_What is expected:_
Lines of the material that include the word "root" are to be counted; only their number should be given.

_Input records:_
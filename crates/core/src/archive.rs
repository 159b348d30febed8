//! Destinations for archived subrepo content.

use std::io;
use std::path::{Path, PathBuf};

use tracing::debug;

/// Receives the files of an archive one at a time.
pub trait ArchiveSink {
    /// Add `name` (a `/`-separated relative path). For symlinks `data` is
    /// the link target.
    fn add_file(&mut self, name: &str, mode: u32, symlink: bool, data: &[u8]) -> io::Result<()>;
}

/// Writes archived files below a directory on disk.
#[derive(Debug, Clone)]
pub struct DirectorySink {
    root: PathBuf,
    written: usize,
}

impl DirectorySink {
    pub fn new(root: impl Into<PathBuf>) -> Self {
        Self {
            root: root.into(),
            written: 0,
        }
    }

    pub fn root(&self) -> &Path {
        &self.root
    }

    /// Number of files written so far.
    pub fn written(&self) -> usize {
        self.written
    }
}

impl ArchiveSink for DirectorySink {
    fn add_file(&mut self, name: &str, mode: u32, symlink: bool, data: &[u8]) -> io::Result<()> {
        let dest = self.root.join(name);
        if let Some(dir) = dest.parent() {
            std::fs::create_dir_all(dir)?;
        }
        debug!(file = %dest.display(), mode = format_args!("{mode:o}"), symlink, "archiving file");

        if symlink {
            write_symlink(&dest, data)?;
        } else {
            std::fs::write(&dest, data)?;
            set_mode(&dest, mode)?;
        }
        self.written += 1;
        Ok(())
    }
}

#[cfg(unix)]
fn write_symlink(dest: &Path, target: &[u8]) -> io::Result<()> {
    use std::os::unix::ffi::OsStrExt;
    std::os::unix::fs::symlink(std::ffi::OsStr::from_bytes(target), dest)
}

// no portable symlinks: store the target as file content
#[cfg(not(unix))]
fn write_symlink(dest: &Path, target: &[u8]) -> io::Result<()> {
    std::fs::write(dest, target)
}

#[cfg(unix)]
fn set_mode(dest: &Path, mode: u32) -> io::Result<()> {
    use std::os::unix::fs::PermissionsExt;
    std::fs::set_permissions(dest, std::fs::Permissions::from_mode(mode))
}

#[cfg(not(unix))]
fn set_mode(_dest: &Path, _mode: u32) -> io::Result<()> {
    Ok(())
}

#[cfg(test)]
mod tests {
    use super::*;

    #[test]
    fn test_directory_sink_writes_files() {
        let dir = tempfile::tempdir().unwrap();
        let mut sink = DirectorySink::new(dir.path());
        sink.add_file("lib/src/a.txt", 0o644, false, b"hello").unwrap();
        sink.add_file("lib/run.sh", 0o755, false, b"#!/bin/sh\n").unwrap();

        assert_eq!(std::fs::read(dir.path().join("lib/src/a.txt")).unwrap(), b"hello");
        assert_eq!(sink.written(), 2);

        #[cfg(unix)]
        {
            use std::os::unix::fs::PermissionsExt;
            let mode = std::fs::metadata(dir.path().join("lib/run.sh"))
                .unwrap()
                .permissions()
                .mode();
            assert_eq!(mode & 0o777, 0o755);
        }
    }

    #[cfg(unix)]
    #[test]
    fn test_directory_sink_writes_symlinks() {
        let dir = tempfile::tempdir().unwrap();
        let mut sink = DirectorySink::new(dir.path());
        sink.add_file("link", 0o644, true, b"target.txt").unwrap();
        assert_eq!(
            std::fs::read_link(dir.path().join("link")).unwrap(),
            PathBuf::from("target.txt")
        );
    }
}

_Answer to this exercise:_
6